**TASK ITEM**
Look through the entries below for the string "super", and copy each line where it is found.

*** Begin section ***

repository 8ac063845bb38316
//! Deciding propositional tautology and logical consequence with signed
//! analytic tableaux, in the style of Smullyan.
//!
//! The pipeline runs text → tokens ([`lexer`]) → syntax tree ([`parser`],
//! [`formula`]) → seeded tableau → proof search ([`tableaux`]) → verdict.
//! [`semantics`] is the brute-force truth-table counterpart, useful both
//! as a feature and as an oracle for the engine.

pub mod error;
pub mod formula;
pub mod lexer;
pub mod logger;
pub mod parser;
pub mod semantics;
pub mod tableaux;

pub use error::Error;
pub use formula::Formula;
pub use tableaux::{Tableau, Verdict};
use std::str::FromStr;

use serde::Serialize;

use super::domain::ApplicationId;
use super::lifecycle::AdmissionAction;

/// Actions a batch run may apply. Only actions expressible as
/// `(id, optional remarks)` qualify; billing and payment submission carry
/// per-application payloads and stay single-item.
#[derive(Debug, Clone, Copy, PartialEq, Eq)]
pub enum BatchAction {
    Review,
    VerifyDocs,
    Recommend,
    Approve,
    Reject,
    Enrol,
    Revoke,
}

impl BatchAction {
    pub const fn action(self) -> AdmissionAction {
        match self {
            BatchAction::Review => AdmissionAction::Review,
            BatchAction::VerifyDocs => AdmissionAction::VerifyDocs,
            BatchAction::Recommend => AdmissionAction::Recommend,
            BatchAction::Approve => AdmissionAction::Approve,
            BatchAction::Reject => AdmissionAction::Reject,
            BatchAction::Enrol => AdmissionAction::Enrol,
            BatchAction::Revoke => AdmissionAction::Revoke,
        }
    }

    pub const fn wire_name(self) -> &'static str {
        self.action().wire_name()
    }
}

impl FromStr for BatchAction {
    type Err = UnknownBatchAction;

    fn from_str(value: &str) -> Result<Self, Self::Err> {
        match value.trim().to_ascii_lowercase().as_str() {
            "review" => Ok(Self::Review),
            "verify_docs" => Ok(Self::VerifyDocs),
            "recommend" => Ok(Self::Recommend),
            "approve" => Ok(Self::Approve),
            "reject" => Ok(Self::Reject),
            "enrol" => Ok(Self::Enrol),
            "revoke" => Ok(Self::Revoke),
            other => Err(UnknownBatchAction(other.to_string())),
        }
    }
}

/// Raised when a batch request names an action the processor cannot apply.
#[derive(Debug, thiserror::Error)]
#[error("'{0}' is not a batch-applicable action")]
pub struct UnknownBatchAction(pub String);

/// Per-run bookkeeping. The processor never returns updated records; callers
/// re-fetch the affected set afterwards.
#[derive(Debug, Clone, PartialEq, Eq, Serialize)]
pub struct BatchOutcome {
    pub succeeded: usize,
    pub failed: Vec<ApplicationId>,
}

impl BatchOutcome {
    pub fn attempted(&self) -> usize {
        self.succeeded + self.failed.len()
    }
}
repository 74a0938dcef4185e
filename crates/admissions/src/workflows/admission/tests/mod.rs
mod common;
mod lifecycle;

*** End section ***
*** Begin section ***

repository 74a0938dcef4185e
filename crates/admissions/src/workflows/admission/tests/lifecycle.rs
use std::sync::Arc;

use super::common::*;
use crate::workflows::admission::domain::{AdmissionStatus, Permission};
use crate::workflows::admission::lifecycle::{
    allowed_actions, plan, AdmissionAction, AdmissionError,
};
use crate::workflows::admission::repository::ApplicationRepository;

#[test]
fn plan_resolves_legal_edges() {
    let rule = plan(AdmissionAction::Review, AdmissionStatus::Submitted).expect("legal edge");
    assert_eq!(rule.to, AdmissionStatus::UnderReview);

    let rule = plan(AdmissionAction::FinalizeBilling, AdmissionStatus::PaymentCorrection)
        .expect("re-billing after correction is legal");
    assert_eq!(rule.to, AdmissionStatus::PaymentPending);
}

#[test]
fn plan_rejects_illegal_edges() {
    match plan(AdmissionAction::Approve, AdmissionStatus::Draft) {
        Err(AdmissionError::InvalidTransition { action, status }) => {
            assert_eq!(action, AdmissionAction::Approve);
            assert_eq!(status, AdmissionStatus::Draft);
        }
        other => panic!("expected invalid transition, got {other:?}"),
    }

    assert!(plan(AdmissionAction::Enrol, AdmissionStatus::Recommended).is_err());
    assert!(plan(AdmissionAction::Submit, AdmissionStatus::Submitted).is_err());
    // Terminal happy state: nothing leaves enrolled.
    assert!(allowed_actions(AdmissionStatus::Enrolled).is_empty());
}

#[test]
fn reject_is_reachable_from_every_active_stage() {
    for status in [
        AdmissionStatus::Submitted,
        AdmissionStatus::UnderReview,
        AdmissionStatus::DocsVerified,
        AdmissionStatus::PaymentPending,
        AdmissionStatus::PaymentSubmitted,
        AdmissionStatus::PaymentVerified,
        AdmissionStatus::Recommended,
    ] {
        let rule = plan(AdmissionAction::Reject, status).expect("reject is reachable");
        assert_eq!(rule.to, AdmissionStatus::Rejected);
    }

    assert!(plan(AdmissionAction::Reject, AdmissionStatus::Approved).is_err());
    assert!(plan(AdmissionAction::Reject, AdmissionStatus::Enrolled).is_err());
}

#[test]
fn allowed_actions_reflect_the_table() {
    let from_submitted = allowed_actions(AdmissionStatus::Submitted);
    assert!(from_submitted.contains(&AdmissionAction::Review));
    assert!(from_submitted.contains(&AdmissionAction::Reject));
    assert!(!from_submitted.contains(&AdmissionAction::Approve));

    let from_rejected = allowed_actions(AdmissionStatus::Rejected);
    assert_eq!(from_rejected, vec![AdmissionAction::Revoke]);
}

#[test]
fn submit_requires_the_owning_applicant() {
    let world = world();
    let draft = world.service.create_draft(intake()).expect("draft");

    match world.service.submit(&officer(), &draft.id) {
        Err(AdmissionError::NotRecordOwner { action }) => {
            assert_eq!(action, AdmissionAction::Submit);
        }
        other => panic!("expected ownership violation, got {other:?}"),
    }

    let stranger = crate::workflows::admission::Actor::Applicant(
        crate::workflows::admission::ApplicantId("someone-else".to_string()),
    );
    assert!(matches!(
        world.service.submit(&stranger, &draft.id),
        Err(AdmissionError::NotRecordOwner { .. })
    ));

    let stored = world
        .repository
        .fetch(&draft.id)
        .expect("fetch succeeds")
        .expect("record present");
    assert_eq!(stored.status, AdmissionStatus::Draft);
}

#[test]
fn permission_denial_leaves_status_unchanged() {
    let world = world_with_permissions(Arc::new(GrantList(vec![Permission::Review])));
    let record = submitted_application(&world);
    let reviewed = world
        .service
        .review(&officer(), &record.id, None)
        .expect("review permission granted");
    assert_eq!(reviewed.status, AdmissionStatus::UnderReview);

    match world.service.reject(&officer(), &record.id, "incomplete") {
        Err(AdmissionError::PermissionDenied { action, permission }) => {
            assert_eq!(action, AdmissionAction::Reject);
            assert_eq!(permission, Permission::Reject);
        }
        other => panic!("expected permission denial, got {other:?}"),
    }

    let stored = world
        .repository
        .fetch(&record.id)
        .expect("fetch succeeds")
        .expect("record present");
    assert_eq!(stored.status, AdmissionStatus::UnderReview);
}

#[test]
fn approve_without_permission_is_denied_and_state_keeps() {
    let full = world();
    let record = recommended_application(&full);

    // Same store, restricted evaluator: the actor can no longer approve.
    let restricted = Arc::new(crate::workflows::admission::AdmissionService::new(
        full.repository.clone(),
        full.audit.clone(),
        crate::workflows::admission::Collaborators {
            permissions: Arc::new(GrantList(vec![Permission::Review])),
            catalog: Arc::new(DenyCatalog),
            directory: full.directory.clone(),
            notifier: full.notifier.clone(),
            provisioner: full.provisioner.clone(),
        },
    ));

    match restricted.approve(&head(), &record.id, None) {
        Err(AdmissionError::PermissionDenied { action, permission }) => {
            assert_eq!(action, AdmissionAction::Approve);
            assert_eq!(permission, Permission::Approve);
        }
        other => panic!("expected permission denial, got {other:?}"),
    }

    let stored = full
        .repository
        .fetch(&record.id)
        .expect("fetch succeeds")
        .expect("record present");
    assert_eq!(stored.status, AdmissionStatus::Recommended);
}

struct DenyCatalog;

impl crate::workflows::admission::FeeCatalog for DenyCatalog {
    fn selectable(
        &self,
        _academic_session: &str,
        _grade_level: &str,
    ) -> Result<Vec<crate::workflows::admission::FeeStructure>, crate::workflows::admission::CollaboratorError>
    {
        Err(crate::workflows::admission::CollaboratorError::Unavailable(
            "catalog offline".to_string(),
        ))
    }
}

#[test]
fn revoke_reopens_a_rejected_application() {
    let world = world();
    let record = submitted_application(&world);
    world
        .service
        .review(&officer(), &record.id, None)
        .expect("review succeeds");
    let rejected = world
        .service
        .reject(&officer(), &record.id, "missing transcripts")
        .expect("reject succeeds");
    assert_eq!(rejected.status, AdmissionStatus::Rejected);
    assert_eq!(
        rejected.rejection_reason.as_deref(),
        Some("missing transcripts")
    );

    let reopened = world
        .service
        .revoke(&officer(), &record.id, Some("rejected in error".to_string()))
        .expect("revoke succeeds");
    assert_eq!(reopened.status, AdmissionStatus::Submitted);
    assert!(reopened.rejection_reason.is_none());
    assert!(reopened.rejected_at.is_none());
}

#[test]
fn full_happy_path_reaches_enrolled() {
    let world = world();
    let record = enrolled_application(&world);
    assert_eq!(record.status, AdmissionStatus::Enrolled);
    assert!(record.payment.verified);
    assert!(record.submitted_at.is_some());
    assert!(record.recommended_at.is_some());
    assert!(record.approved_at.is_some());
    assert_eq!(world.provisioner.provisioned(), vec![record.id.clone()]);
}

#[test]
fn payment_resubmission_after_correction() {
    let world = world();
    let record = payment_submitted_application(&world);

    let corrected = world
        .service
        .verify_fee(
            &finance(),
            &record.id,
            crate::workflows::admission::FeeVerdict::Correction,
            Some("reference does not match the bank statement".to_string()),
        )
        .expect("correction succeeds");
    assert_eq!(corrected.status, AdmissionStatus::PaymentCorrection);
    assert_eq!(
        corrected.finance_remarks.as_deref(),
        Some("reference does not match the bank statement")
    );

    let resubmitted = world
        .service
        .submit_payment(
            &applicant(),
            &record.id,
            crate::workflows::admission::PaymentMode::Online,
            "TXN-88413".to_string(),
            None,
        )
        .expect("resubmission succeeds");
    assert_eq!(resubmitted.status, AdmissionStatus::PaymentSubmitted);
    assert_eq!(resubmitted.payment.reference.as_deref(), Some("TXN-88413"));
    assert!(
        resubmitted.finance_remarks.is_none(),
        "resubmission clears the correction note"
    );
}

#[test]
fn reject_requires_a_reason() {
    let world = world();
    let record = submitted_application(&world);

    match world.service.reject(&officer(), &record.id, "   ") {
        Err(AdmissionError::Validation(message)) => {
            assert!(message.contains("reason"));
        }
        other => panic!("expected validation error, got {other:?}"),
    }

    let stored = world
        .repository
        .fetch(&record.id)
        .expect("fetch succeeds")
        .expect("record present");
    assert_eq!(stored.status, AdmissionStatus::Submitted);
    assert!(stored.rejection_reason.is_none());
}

*** End section ***

**ANSWER FOR THE TASK**
use super::domain::ApplicationId;
use super::lifecycle::AdmissionAction;
use super::common::*;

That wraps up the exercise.